30. Occidental claims that it has first-hand experience with a
vertically integrated transmission provider that, despite having an
OATT, appears to have persistently used its transmission system to
preferentially benefit its merchant function. Similarly, Williams
alleges that its interests have been consistently and significantly
compromised by the discretion afforded transmission providers in the
interpretation of the OATT and the lack of transparency in requesting,
scheduling and interrupting of transmission service.
31. Other commenters, however, argue that the Commission's proposed
reforms are based on unsupported allegations of undue discrimination.
EEI maintains that any opportunities to engage in undue discrimination
have been largely mitigated by current regulatory policies and changes
in the industry. EEI explains that, unlike the situation that existed
when the Commission enacted Order No. 888, much of the country's
transmission facilities are now under the control of RTOs and ISOs. In
addition, EEI states, other transmission providers have transferred (or
are in the process of transferring) the administration of their OATTs
and OASIS functions to independent transmission service coordinators.
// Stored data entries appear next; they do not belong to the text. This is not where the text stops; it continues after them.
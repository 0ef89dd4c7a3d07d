// Copyright 2025 the Cartograph Authors
// SPDX-License-Identifier: Apache-2.0 OR MIT

use std::fmt;

use cartograph_gesture::tap::{Tap, TapState};
use cartograph_gesture::{GestureTracker, GestureUpdate, TouchAction};
use cartograph_viewport::{Viewport, zoom_in_resolution, zoom_out_resolution};
use kurbo::Point;
use smallvec::SmallVec;

use crate::config::ControlConfig;
use crate::dispatch::{UiDispatcher, UiWaker};
use crate::error::{ControlError, FetchError};
use crate::info::MapInfo;
use crate::layer::Layer;
use crate::map::Map;
use crate::renderer::{Frame, Renderer};
use crate::repaint::RepaintHandle;

/// One raw touch event from the host toolkit.
#[derive(Clone, Copy, Debug)]
pub struct TouchEvent<'a> {
    /// What happened.
    pub action: TouchAction,
    /// Every active pointer in physical window pixels, including one that
    /// just went down or is going up.
    pub pointers: &'a [Point],
    /// Event time in milliseconds, used for tap recognition.
    pub time_ms: u64,
}

/// Platform-neutral map control.
///
/// Lives on the UI thread: it is created there, fed pointer events and asked
/// to paint. Background work reaches it through a [`RepaintHandle`].
pub struct MapControl<R: Renderer> {
    renderer: R,
    config: ControlConfig,
    map: Map,
    origin: Point,
    tracker: GestureTracker,
    taps: TapState,
    dispatcher: UiDispatcher,
    repaint: RepaintHandle,
    on_viewport_initialized: Vec<Box<dyn FnMut(&Viewport)>>,
    on_info: Vec<Box<dyn FnMut(&MapInfo)>>,
    on_open_url: Vec<Box<dyn FnMut(&str)>>,
}

impl<R: Renderer + fmt::Debug> fmt::Debug for MapControl<R> {
    fn fmt(&self, f: &mut fmt::Formatter<'_>) -> fmt::Result {
        f.debug_struct("MapControl")
            .field("renderer", &self.renderer)
            .field("config", &self.config)
            .field("map", &self.map)
            .field("origin", &self.origin)
            .field("tracker", &self.tracker)
            .field("taps", &self.taps)
            .field("dispatcher", &self.dispatcher)
            .field("repaint", &self.repaint)
            .finish_non_exhaustive()
    }
}

impl<R: Renderer> MapControl<R> {
    /// Creates a control with an empty map.
    ///
    /// Must be called on the UI thread.
    pub fn new(renderer: R, config: ControlConfig) -> Self {
        Self::with_dispatcher(renderer, config, UiDispatcher::new())
    }

    /// Creates a control whose host event loop is woken by `waker` when a
    /// repaint or queued UI work is waiting.
    ///
    /// Must be called on the UI thread.
    pub fn with_waker(renderer: R, config: ControlConfig, waker: UiWaker) -> Self {
        Self::with_dispatcher(renderer, config, UiDispatcher::with_waker(waker))
    }

    fn with_dispatcher(renderer: R, config: ControlConfig, dispatcher: UiDispatcher) -> Self {
        let repaint = RepaintHandle::new(dispatcher.handle());
        Self {
            renderer,
            config,
            map: Map::new(),
            origin: Point::ZERO,
            tracker: GestureTracker::new(config.rotation),
            taps: TapState::new(config.taps),
            dispatcher,
            repaint,
            on_viewport_initialized: Vec::new(),
            on_info: Vec::new(),
            on_open_url: Vec::new(),
        }
    }

    /// Returns the configuration.
    pub fn config(&self) -> &ControlConfig {
        &self.config
    }

    /// Returns the renderer.
    pub fn renderer(&self) -> &R {
        &self.renderer
    }

    /// Returns the map.
    pub fn map(&self) -> &Map {
        &self.map
    }

    /// Returns the map for mutation.
    pub fn map_mut(&mut self) -> &mut Map {
        &mut self.map
    }

    /// Returns the viewport of the map.
    pub fn viewport(&self) -> &Viewport {
        self.map.viewport()
    }

    /// Replaces the map, keeping the current view size.
    pub fn set_map(&mut self, mut map: Map) {
        let (width, height) = (self.viewport().width(), self.viewport().height());
        map.viewport_mut().set_size(width, height);
        self.map = map;
        if self.viewport().is_initialized() {
            self.refresh();
        } else {
            self.try_initialize_viewport();
        }
    }

    /// Enables or disables the layer called `name` and schedules a repaint.
    ///
    /// Returns `false` if the map has no such layer.
    pub fn set_layer_enabled(&mut self, name: &str, enabled: bool) -> bool {
        self.update_layer(name, |layer| layer.set_enabled(enabled))
    }

    /// Sets the opacity of the layer called `name` and schedules a repaint.
    ///
    /// Returns `false` if the map has no such layer.
    pub fn set_layer_opacity(&mut self, name: &str, opacity: f64) -> bool {
        self.update_layer(name, |layer| layer.set_opacity(opacity))
    }

    /// Returns a handle for requesting repaints from any thread.
    pub fn repaint_handle(&self) -> RepaintHandle {
        self.repaint.clone()
    }

    /// Sets the top-left of the view in physical window pixels.
    ///
    /// Touch positions are taken relative to it.
    pub fn set_view_origin(&mut self, origin: Point) {
        self.origin = origin;
    }

    /// Registers a listener called once the viewport is first initialized.
    pub fn on_viewport_initialized(&mut self, listener: impl FnMut(&Viewport) + 'static) {
        self.on_viewport_initialized.push(Box::new(listener));
    }

    /// Registers a listener for info queries triggered by taps.
    pub fn on_info(&mut self, listener: impl FnMut(&MapInfo) + 'static) {
        self.on_info.push(Box::new(listener));
    }

    /// Registers a listener for links opened by tapping widgets.
    pub fn on_open_url(&mut self, listener: impl FnMut(&str) + 'static) {
        self.on_open_url.push(Box::new(listener));
    }

    /// The view was resized; sizes are in physical pixels.
    pub fn set_size(&mut self, width_px: f64, height_px: f64) {
        let density = self.config.density();
        let was_initialized = self.viewport().is_initialized();
        self.map
            .viewport_mut()
            .set_size(width_px / density, height_px / density);
        if was_initialized {
            self.refresh();
        } else {
            self.try_initialize_viewport();
        }
    }

    /// Tries to fit the viewport to the map envelope.
    ///
    /// Returns `false` while the view has no size or the map has no extent;
    /// call again on the next layout pass.
    pub fn try_initialize_viewport(&mut self) -> bool {
        if self.viewport().is_initialized() {
            return true;
        }
        let envelope = self.map.envelope();
        let (width, height) = (self.viewport().width(), self.viewport().height());
        if !self
            .map
            .viewport_mut()
            .try_initialize(envelope, width, height)
        {
            tracing::debug!(?envelope, width, height, "viewport not initialized yet");
            return false;
        }
        self.map.limit();
        tracing::debug!(
            resolution = self.viewport().resolution(),
            "viewport initialized"
        );
        self.map.view_changed(true);
        for listener in &mut self.on_viewport_initialized {
            listener(self.map.viewport());
        }
        self.refresh_graphics();
        true
    }

    /// Feeds one touch event and applies the resulting viewport step.
    pub fn handle_touch(&mut self, event: &TouchEvent<'_>) -> GestureUpdate {
        let pointers = self.to_canvas(event.pointers);
        if let Some(tap) = self.recognize_tap(event.action, &pointers, event.time_ms) {
            self.invoke_info(tap);
        }

        let rotation = self.viewport().rotation();
        let update = self.tracker.handle(event.action, &pointers, rotation);
        if !self.viewport().is_initialized() {
            return GestureUpdate::Ignored;
        }
        match update {
            GestureUpdate::Ignored => {}
            GestureUpdate::Pan(delta) => {
                delta.apply_to(self.map.viewport_mut());
                self.map.limit_extent();
                self.refresh_graphics();
            }
            GestureUpdate::Pinch(delta) => {
                delta.apply_to(self.map.viewport_mut());
                self.map.limit();
                self.refresh_graphics();
            }
            GestureUpdate::Commit => self.refresh(),
        }
        update
    }

    /// Delivers a single tap once no second tap can follow it.
    ///
    /// Single taps are held back for the double-tap window so a double tap
    /// is reported once. Call this when [`tap_deadline`](Self::tap_deadline)
    /// passes. Returns `true` if a tap was delivered.
    pub fn tick(&mut self, time_ms: u64) -> bool {
        let Some(tap) = self.taps.poll(time_ms) else {
            return false;
        };
        self.invoke_info(tap);
        true
    }

    /// Time at which [`tick`](Self::tick) will deliver the pending single
    /// tap, if there is one.
    pub fn tap_deadline(&self) -> Option<u64> {
        self.taps.deadline()
    }

    /// Schedules a repaint.
    pub fn refresh_graphics(&self) {
        if let Err(err) = self.repaint.request_repaint() {
            tracing::debug!(%err, "repaint skipped");
        }
    }

    /// Tells the layers to fetch data for the current view.
    pub fn refresh_data(&mut self) {
        self.map.view_changed(true);
    }

    /// Refreshes data and graphics.
    pub fn refresh(&mut self) {
        self.refresh_data();
        self.refresh_graphics();
    }

    /// Zooms in one step of the map's resolutions.
    pub fn zoom_in(&mut self) {
        let next = zoom_in_resolution(
            &self.map.limits().resolutions,
            self.viewport().resolution(),
        );
        self.zoom_to(next);
    }

    /// Zooms out one step of the map's resolutions.
    pub fn zoom_out(&mut self) {
        let next = zoom_out_resolution(
            &self.map.limits().resolutions,
            self.viewport().resolution(),
        );
        self.zoom_to(next);
    }

    /// Reports the outcome of a data fetch; see [`RepaintHandle::data_changed`].
    pub fn data_changed(&self, result: Result<(), FetchError>) {
        self.repaint.data_changed(result);
    }

    /// Runs work queued for the UI thread; returns how many tasks ran.
    pub fn process_pending(&self) -> usize {
        self.dispatcher.drain()
    }

    /// Returns `true` when a repaint is pending.
    pub fn needs_repaint(&self) -> bool {
        self.repaint.is_dirty()
    }

    /// Draws the map onto `canvas`.
    pub fn paint(&mut self, canvas: &mut R::Canvas) -> Result<(), ControlError> {
        if self.repaint.is_disposed() {
            tracing::warn!("paint called on a disposed map control");
            return Err(ControlError::Disposed);
        }
        if !self.try_initialize_viewport() {
            return Err(ControlError::NotInitialized);
        }
        self.repaint.take_dirty();
        let frame = Frame {
            viewport: self.map.viewport(),
            layers: self.map.layers(),
            widgets: self.map.widgets(),
            background: self.map.background(),
            pixel_density: self.config.density(),
        };
        self.renderer.render(canvas, &frame).inspect_err(|err| {
            tracing::warn!(%err, "rendering the map failed");
        })
    }

    /// Tears the control down; later repaint requests are skipped.
    pub fn dispose(&mut self) {
        tracing::debug!("disposing map control");
        self.repaint.dispose();
        self.tracker.cancel();
        self.taps.reset();
    }

    fn update_layer(
        &mut self,
        name: &str,
        update: impl FnOnce(&mut (dyn Layer + 'static)),
    ) -> bool {
        let Some(layer) = self.map.layer_mut(name) else {
            tracing::debug!(name, "no layer to update");
            return false;
        };
        update(layer);
        self.refresh_graphics();
        true
    }

    fn zoom_to(&mut self, resolution: f64) {
        if !self.viewport().is_initialized() {
            return;
        }
        self.map.viewport_mut().set_resolution(resolution);
        self.map.limit();
        self.refresh();
    }

    fn to_canvas(&self, pointers: &[Point]) -> SmallVec<[Point; 4]> {
        let density = self.config.density();
        let origin = self.origin.to_vec2();
        pointers
            .iter()
            .map(|p| ((p.to_vec2() - origin) / density).to_point())
            .collect()
    }

    fn recognize_tap(
        &mut self,
        action: TouchAction,
        pointers: &[Point],
        time_ms: u64,
    ) -> Option<Tap> {
        match action {
            TouchAction::Down => {
                let first = pointers.first()?;
                // Confirms a pending tap this press cannot pair with.
                self.taps.on_down(*first, pointers.len(), time_ms)
            }
            TouchAction::PointerDown(_) => {
                // A second finger makes this a pinch.
                self.taps.cancel();
                None
            }
            TouchAction::Move => {
                if let [single] = pointers {
                    self.taps.on_move(*single);
                }
                None
            }
            TouchAction::PointerUp(_) => None,
            TouchAction::Up => {
                let last = pointers.first()?;
                self.taps.on_up(*last, time_ms)
            }
            TouchAction::Cancel => {
                self.taps.cancel();
                None
            }
        }
    }

    /// Widgets get the tap first; otherwise the info layers are queried.
    fn invoke_info(&mut self, tap: Tap) {
        if let Some(widget) = self
            .map
            .widget_at(tap.position)
            .and_then(|index| self.map.widget_mut(index))
        {
            if let Some(url) = widget.url() {
                tracing::debug!(%url, "opening link");
                for listener in &mut self.on_open_url {
                    listener(url);
                }
            }
            widget.handle_touched(tap.position, tap.count);
            return;
        }
        if !self.viewport().is_initialized() {
            return;
        }
        let info = self.map.get_info(tap.position, tap.count);
        for listener in &mut self.on_info {
            listener(&info);
        }
    }
}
Even among the transmission providers who have taken neither of those
steps, EEI argues that the open access requirements of Order No. 888
and the Standards of Conduct of Order Nos. 889 and 2004 have largely
eliminated the ability of transmission providers to engage in undue
discrimination in the provision of transmission service.\44\ In
addition, EEI states, the Commission's expanded civil penalty authority
added to the FPA by EPAct 2005 gives the Commission a powerful tool
that will further eliminate any remaining incentive of transmission
providers to engage in undue discrimination in the provision of
transmission service. Therefore, EEI asserts, any modifications to the
OATT should be narrowly tailored to address the perceptions of residual
undue discrimination. To the extent that such perceptions exist,
however, Community Power Alliance states that, in the absence of
concrete record evidence, they are just that--perceptions.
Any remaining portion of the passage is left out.